De retour dans la Clairière du Berceau, il s'étendit sur le flanc de la petite butte et entama un échange à sens unique avec la jeune pousse qui l'écoutait sans broncher. Deux bourgeons logés à la même branche.
Tandis qu'il parlait, son bras vagabondait, traçant des signes mystiques dans l'air, comme mu par une conscience propre. Son autre main caressant le lit moussu dénicha, sous une pierre, une cavité. Il déplaça le caillou et plongea l'œil avec prudence dans le trou. Un trou qui se révéla une vraie cache aux trésors, remplie à ras-bord d'objets en tout genre : crânes d'animaux variés, cailloux brillants, morceaux de bois aux formes pittoresques ; mais aussi bon nombre de biens, probablement perdus, certainement volés, entre autres des ustensiles de cuisine, une cape de fourrure, un masque étrange, et un pendentif, attachée à la cordelette de cuir : une pierre nacrée, et sur la pierre : une gravure, en forme d'étoile.
Une étoile pas comme les autres. Unique pourrait-on dire. C'était Jilam, l'étoile solitaire qui, la majeure partie de l'année, se cache, ne montrant le bout de ses branches qu'en de rares occasions. Des années qu'il pensait l'avoir perdue. Des années qu'il s'en voulait. Le premier cadeau de Nellis. Il n'avait jamais osé lui avouer. Par chance, elle n'avait jamais demandé. Elle était si distraite. Et tout ce temps, c'était Mú. Évidemment. Forcément ! Qui d'autre ?

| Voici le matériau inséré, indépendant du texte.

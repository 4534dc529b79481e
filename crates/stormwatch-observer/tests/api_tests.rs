//! Integration tests for the status endpoint.
//!
//! Tests use Axum's `Router` directly via `tower::ServiceExt` without
//! starting a TCP server. This validates handler logic, routing, and
//! response headers without needing a live network connection.

#![allow(clippy::unwrap_used)]
#![allow(clippy::indexing_slicing)]

use std::sync::Arc;

use axum::body::Body;
use axum::http::{Request, StatusCode};
use serde_json::Value;
use stormwatch_core::host::FixedWorldHost;
use stormwatch_observer::router::build_router;
use stormwatch_observer::state::AppState;
use tower::ServiceExt;

fn make_state(host: Arc<FixedWorldHost>, ready: bool) -> Arc<AppState> {
    let state = Arc::new(AppState::new(host, 32));
    if ready {
        state.mark_ready();
    }
    state
}

async fn get(state: Arc<AppState>, path: &str) -> (StatusCode, axum::http::HeaderMap, Value) {
    let response = build_router(state)
        .oneshot(
            Request::builder()
                .uri(path)
                .header("origin", "http://dashboard.example")
                .body(Body::empty())
                .unwrap(),
        )
        .await
        .unwrap();
    let status = response.status();
    let headers = response.headers().clone();
    let bytes = axum::body::to_bytes(response.into_body(), usize::MAX)
        .await
        .unwrap();
    let json = serde_json::from_slice(&bytes).unwrap_or(Value::Null);
    (status, headers, json)
}

#[tokio::test]
async fn status_reflects_host_state() {
    let host = Arc::new(FixedWorldHost::new());
    host.set_players(["A", "B"]);
    host.set_pretty_date("June 5, year 2, 09:00");

    let (status, _, json) = get(make_state(host, true), "/status/").await;
    assert_eq!(status, StatusCode::OK);
    assert_eq!(json["status"], "ok");
    assert_eq!(json["online"], true);
    assert_eq!(json["playerCount"], 2);
    assert_eq!(json["maxPlayers"], 32);
    assert_eq!(json["players"], serde_json::json!(["A", "B"]));
    assert_eq!(json["prettyDate"], "June 5, year 2, 09:00");
    assert_eq!(json["temporalStorm"], false);
}

#[tokio::test]
async fn status_without_trailing_slash_also_routes() {
    let host = Arc::new(FixedWorldHost::new());
    let (status, _, json) = get(make_state(host, true), "/status").await;
    assert_eq!(status, StatusCode::OK);
    assert_eq!(json["status"], "ok");
}

#[tokio::test]
async fn storm_state_is_reported() {
    let host = Arc::new(FixedWorldHost::new());
    host.set_storm_active(true);
    let (_, _, json) = get(make_state(host, true), "/status/").await;
    assert_eq!(json["temporalStorm"], true);
}

#[tokio::test]
async fn initializing_placeholder_before_ready() {
    let host = Arc::new(FixedWorldHost::new());
    host.set_players(["A"]);
    let (status, _, json) = get(make_state(host, false), "/status/").await;
    assert_eq!(status, StatusCode::OK);
    assert_eq!(json["status"], "initializing");
    assert_eq!(json["online"], false);
    assert_eq!(json["playerCount"], 0);
}

#[tokio::test]
async fn failing_host_degrades_but_still_answers_200() {
    let host = Arc::new(FixedWorldHost::new());
    host.set_players(["A", "B"]);
    host.set_failing(true);
    let (status, _, json) = get(make_state(host, true), "/status/").await;
    assert_eq!(status, StatusCode::OK);
    assert_eq!(json["status"], "ok");
    assert_eq!(json["playerCount"], 0);
    assert_eq!(json["temporalStorm"], false);
}

#[tokio::test]
async fn response_headers_allow_cross_origin_and_disable_caching() {
    let host = Arc::new(FixedWorldHost::new());
    let (_, headers, _) = get(make_state(host, true), "/status/").await;

    assert_eq!(
        headers
            .get("access-control-allow-origin")
            .and_then(|v| v.to_str().ok()),
        Some("*")
    );
    assert_eq!(
        headers.get("cache-control").and_then(|v| v.to_str().ok()),
        Some("no-store, no-cache, must-revalidate")
    );
    assert_eq!(
        headers.get("pragma").and_then(|v| v.to_str().ok()),
        Some("no-cache")
    );
    assert_eq!(
        headers.get("content-type").and_then(|v| v.to_str().ok()),
        Some("application/json")
    );
}

#[tokio::test]
async fn unknown_path_is_not_found() {
    let host = Arc::new(FixedWorldHost::new());
    let (status, _, _) = get(make_state(host, true), "/nope").await;
    assert_eq!(status, StatusCode::NOT_FOUND);
}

Jilam fourra le pendentif dans sa poche. Les jurons lui démangeaient la gorge. Là, maintenant, il crevait d'envie de tordre un cou fourré de furet.
Il passa ses nerfs à inspecter les autres larcins. L'étrange masque qu'il avait nonchalamment écarté une minute plus tôt attisa sa curiosité. Il retourna l'objet plusieurs fois entre ses doigts. Le visage sculpté dans l'écorce sombre figurait un air grave et pensif. Les fentes larges à la place des yeux invitaient à les combler. Le jeune homme n'avait qu'une envie : voir si l'objet lui seyait.
L'hésitation l'arrêta. Les années à côtoyer le bois et ses dangers, souvent vicieux, lui avaient appris à ne toucher que les choses connues. Ça et les remontrances excédées de Nellis qui avaient fini par s'ancrer dans son crâne à force d'être martelées et qu'il entendait tambouriner en boucle en cet instant.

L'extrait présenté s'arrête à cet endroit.